# DESCRIPTION OF THE TASK
Go to the line below containing "repository 9490eea59bf916ac" and print exactly from there through the line containing "Italian recipes, 404 if none.", both included. Print nothing else.
▽
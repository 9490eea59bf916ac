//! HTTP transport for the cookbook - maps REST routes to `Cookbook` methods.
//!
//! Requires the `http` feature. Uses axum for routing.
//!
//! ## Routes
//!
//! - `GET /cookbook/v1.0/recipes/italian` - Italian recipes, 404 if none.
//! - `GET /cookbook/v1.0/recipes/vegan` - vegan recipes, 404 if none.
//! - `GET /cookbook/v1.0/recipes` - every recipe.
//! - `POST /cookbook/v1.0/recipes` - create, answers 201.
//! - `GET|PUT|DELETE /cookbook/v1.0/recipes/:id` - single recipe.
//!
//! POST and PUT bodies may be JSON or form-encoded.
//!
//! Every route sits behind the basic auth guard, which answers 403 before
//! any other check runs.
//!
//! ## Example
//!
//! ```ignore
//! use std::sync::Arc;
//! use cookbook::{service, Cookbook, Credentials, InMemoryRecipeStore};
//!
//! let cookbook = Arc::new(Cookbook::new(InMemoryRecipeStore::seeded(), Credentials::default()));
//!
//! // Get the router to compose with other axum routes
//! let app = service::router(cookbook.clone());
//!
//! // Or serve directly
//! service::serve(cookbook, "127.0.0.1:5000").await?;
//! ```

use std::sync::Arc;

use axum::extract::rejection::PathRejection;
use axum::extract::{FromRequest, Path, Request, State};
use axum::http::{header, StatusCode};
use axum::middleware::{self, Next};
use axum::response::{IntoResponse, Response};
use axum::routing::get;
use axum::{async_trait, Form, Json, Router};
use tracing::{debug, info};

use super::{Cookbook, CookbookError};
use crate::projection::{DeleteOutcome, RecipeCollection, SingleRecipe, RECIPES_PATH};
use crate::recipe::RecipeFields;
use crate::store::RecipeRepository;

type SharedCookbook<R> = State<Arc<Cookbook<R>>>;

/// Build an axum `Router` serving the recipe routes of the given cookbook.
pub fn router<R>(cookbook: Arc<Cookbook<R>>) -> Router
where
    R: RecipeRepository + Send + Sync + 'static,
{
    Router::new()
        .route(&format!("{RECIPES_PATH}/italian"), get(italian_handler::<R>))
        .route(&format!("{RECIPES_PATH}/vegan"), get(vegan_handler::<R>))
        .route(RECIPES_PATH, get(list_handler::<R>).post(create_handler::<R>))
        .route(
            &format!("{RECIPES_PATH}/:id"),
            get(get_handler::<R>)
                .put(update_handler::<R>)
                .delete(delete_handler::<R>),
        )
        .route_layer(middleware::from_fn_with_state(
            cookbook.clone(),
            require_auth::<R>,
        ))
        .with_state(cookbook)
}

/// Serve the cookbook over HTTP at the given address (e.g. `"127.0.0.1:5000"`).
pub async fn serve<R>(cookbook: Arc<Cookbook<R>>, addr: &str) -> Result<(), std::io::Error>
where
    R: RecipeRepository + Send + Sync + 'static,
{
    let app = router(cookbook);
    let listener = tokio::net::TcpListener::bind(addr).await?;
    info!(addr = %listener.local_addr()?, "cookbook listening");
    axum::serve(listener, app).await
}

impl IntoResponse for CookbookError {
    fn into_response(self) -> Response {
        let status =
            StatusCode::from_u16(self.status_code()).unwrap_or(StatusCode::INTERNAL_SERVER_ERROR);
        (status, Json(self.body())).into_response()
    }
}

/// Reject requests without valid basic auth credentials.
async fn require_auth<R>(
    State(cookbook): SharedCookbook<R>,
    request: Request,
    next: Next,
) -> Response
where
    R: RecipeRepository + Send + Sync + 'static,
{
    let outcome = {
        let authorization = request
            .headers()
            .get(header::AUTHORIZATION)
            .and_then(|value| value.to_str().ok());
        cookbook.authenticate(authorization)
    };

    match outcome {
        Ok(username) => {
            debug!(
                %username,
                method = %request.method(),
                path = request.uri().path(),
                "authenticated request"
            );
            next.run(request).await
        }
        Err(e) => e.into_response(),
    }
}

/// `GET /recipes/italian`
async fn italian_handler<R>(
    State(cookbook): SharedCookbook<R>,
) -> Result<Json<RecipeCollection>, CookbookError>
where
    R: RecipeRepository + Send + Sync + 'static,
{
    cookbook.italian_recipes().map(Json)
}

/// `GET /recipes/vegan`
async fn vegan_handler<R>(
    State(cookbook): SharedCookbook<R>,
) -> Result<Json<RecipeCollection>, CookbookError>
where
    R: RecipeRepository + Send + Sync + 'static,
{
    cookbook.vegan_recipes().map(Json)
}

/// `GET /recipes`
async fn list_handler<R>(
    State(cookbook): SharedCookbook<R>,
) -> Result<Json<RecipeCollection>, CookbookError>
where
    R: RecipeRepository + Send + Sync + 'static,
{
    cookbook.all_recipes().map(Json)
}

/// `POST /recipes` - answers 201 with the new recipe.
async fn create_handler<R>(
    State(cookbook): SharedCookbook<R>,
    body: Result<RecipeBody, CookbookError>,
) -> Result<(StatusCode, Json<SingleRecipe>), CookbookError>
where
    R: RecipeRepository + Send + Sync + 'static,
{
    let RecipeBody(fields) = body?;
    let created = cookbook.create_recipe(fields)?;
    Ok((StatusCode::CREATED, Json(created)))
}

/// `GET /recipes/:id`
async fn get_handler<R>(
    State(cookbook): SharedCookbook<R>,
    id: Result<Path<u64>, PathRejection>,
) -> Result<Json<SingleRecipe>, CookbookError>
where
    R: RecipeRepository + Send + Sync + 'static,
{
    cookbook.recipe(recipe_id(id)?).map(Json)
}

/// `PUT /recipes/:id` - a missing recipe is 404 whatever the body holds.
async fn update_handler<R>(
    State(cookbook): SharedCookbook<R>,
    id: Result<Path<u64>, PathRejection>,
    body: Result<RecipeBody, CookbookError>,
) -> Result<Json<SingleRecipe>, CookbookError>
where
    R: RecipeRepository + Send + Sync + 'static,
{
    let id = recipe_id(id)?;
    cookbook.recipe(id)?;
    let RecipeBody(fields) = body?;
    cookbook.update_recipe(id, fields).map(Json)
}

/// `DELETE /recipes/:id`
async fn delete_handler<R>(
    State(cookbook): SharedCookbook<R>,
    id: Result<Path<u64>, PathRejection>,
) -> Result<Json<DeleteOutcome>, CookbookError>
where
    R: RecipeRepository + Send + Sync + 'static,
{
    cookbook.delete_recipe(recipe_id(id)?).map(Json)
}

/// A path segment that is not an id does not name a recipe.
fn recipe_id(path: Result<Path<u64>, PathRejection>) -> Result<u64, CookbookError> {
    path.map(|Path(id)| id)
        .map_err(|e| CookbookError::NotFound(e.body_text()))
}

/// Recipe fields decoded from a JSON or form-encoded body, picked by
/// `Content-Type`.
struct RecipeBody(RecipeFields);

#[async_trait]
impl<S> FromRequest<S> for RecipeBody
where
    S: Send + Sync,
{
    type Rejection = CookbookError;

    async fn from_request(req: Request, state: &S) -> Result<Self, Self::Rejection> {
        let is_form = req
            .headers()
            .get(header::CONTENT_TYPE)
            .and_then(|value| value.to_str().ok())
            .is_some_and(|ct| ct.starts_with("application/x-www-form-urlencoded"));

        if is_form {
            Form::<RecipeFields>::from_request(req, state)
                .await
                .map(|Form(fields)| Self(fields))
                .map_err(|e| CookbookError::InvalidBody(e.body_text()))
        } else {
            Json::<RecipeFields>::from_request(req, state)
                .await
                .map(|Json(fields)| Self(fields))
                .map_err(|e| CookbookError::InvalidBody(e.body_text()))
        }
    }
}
△
▽
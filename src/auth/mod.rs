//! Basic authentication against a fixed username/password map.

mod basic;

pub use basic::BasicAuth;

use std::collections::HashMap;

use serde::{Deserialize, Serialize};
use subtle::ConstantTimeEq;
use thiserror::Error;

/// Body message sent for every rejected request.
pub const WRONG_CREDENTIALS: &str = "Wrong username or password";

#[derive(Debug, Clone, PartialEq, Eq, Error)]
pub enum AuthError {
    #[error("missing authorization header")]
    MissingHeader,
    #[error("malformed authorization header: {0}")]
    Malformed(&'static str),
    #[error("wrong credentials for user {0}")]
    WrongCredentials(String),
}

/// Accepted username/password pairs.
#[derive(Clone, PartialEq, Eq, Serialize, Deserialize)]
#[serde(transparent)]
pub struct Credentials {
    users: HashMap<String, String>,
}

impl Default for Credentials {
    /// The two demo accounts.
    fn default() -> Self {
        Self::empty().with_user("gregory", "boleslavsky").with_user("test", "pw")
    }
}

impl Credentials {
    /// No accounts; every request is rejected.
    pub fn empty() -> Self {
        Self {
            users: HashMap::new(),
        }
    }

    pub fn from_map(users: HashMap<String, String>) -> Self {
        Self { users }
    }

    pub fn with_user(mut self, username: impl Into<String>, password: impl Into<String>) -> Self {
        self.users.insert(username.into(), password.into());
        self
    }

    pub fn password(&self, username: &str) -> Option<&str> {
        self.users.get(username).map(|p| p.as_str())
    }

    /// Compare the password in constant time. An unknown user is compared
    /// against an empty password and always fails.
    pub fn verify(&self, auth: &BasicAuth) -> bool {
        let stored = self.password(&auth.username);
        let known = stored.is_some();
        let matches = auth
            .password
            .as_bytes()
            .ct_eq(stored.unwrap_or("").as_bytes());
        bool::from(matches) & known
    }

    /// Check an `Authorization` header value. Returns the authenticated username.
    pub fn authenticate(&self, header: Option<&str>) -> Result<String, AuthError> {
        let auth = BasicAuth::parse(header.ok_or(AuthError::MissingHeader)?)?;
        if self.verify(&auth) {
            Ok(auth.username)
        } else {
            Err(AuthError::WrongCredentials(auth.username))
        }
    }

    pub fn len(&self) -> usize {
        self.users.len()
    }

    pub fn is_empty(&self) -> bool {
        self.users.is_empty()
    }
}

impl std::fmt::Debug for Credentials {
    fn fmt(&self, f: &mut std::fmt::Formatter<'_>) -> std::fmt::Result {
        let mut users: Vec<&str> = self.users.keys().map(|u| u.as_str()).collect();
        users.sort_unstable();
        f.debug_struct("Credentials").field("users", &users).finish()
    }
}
△
# EXERCISE RESULT
repository 9490eea59bf916ac
//! HTTP transport for the cookbook - maps REST routes to `Cookbook` methods.
//!
//! Requires the `http` feature. Uses axum for routing.
//!
//! ## Routes
//!
//! - `GET /cookbook/v1.0/recipes/italian` - Italian recipes, 404 if none.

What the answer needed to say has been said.